§ **Exercise**
Would you set down every line of the data below exactly as it reads?

§ **Supplied material**
◆ ◆ ◆ ◆ ◆ ◆ ◆

//! Conversation roles.

use serde::{Deserialize, Serialize};
use std::fmt;
use std::str::FromStr;
use thiserror::Error;

/// The participant that produced a chat message.
///
/// Roles serialise as lower-case strings both in JSON and in the tagged
/// prompt form (`<message role="user">`).
///
/// # Examples
///
/// ```
/// use parley::history::domain::Role;
///
/// assert_eq!(Role::try_from("assistant"), Ok(Role::Assistant));
/// assert_eq!(Role::Tool.as_str(), "tool");
/// ```
#[derive(Debug, Clone, Copy, PartialEq, Eq, Hash, Serialize, Deserialize)]
#[serde(rename_all = "lowercase")]
pub enum Role {
    /// Instructions that frame the conversation.
    System,
    /// A turn authored by the end user.
    User,
    /// A turn authored by the model.
    Assistant,
    /// The output of a tool invocation.
    Tool,
}

impl Role {
    /// Returns the canonical lower-case name of the role.
    #[must_use]
    pub const fn as_str(self) -> &'static str {
        match self {
            Self::System => "system",
            Self::User => "user",
            Self::Assistant => "assistant",
            Self::Tool => "tool",
        }
    }
}

impl fmt::Display for Role {
    fn fmt(&self, f: &mut fmt::Formatter<'_>) -> fmt::Result {
        f.write_str(self.as_str())
    }
}

/// Error returned when a string does not name a known role.
#[derive(Debug, Clone, PartialEq, Eq, Error)]
#[error("invalid role '{0}'")]
pub struct ParseRoleError(pub String);

impl TryFrom<&str> for Role {
    type Error = ParseRoleError;

    fn try_from(value: &str) -> Result<Self, Self::Error> {
        match value {
            "system" => Ok(Self::System),
            "user" => Ok(Self::User),
            "assistant" => Ok(Self::Assistant),
            "tool" => Ok(Self::Tool),
            other => Err(ParseRoleError(other.to_owned())),
        }
    }
}

impl FromStr for Role {
    type Err = ParseRoleError;

    fn from_str(s: &str) -> Result<Self, Self::Err> {
        Self::try_from(s)
    }
}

◆ ◆ ◆ ◆ ◆ ◆ ◆

§ **Exercise response**
//! Conversation roles.

use serde::{Deserialize, Serialize};
use std::fmt;
use std::str::FromStr;
use thiserror::Error;

/// The participant that produced a chat message.
///
/// Roles serialise as lower-case strings both in JSON and in the tagged
/// prompt form (`<message role="user">`).
///
/// # Examples
///
/// ```
/// use parley::history::domain::Role;
///
/// assert_eq!(Role::try_from("assistant"), Ok(Role::Assistant));
/// assert_eq!(Role::Tool.as_str(), "tool");
/// ```
#[derive(Debug, Clone, Copy, PartialEq, Eq, Hash, Serialize, Deserialize)]
#[serde(rename_all = "lowercase")]
pub enum Role {
    /// Instructions that frame the conversation.
    System,
    /// A turn authored by the end user.
    User,
    /// A turn authored by the model.
    Assistant,
    /// The output of a tool invocation.
    Tool,
}

impl Role {
    /// Returns the canonical lower-case name of the role.
    #[must_use]
    pub const fn as_str(self) -> &'static str {
        match self {
            Self::System => "system",
            Self::User => "user",
            Self::Assistant => "assistant",
            Self::Tool => "tool",
        }
    }
}

impl fmt::Display for Role {
    fn fmt(&self, f: &mut fmt::Formatter<'_>) -> fmt::Result {
        f.write_str(self.as_str())
    }
}

/// Error returned when a string does not name a known role.
#[derive(Debug, Clone, PartialEq, Eq, Error)]
#[error("invalid role '{0}'")]
pub struct ParseRoleError(pub String);

impl TryFrom<&str> for Role {
    type Error = ParseRoleError;

    fn try_from(value: &str) -> Result<Self, Self::Error> {
        match value {
            "system" => Ok(Self::System),
            "user" => Ok(Self::User),
            "assistant" => Ok(Self::Assistant),
            "tool" => Ok(Self::Tool),
            other => Err(ParseRoleError(other.to_owned())),
        }
    }
}

impl FromStr for Role {
    type Err = ParseRoleError;

    fn from_str(s: &str) -> Result<Self, Self::Err> {
        Self::try_from(s)
    }
}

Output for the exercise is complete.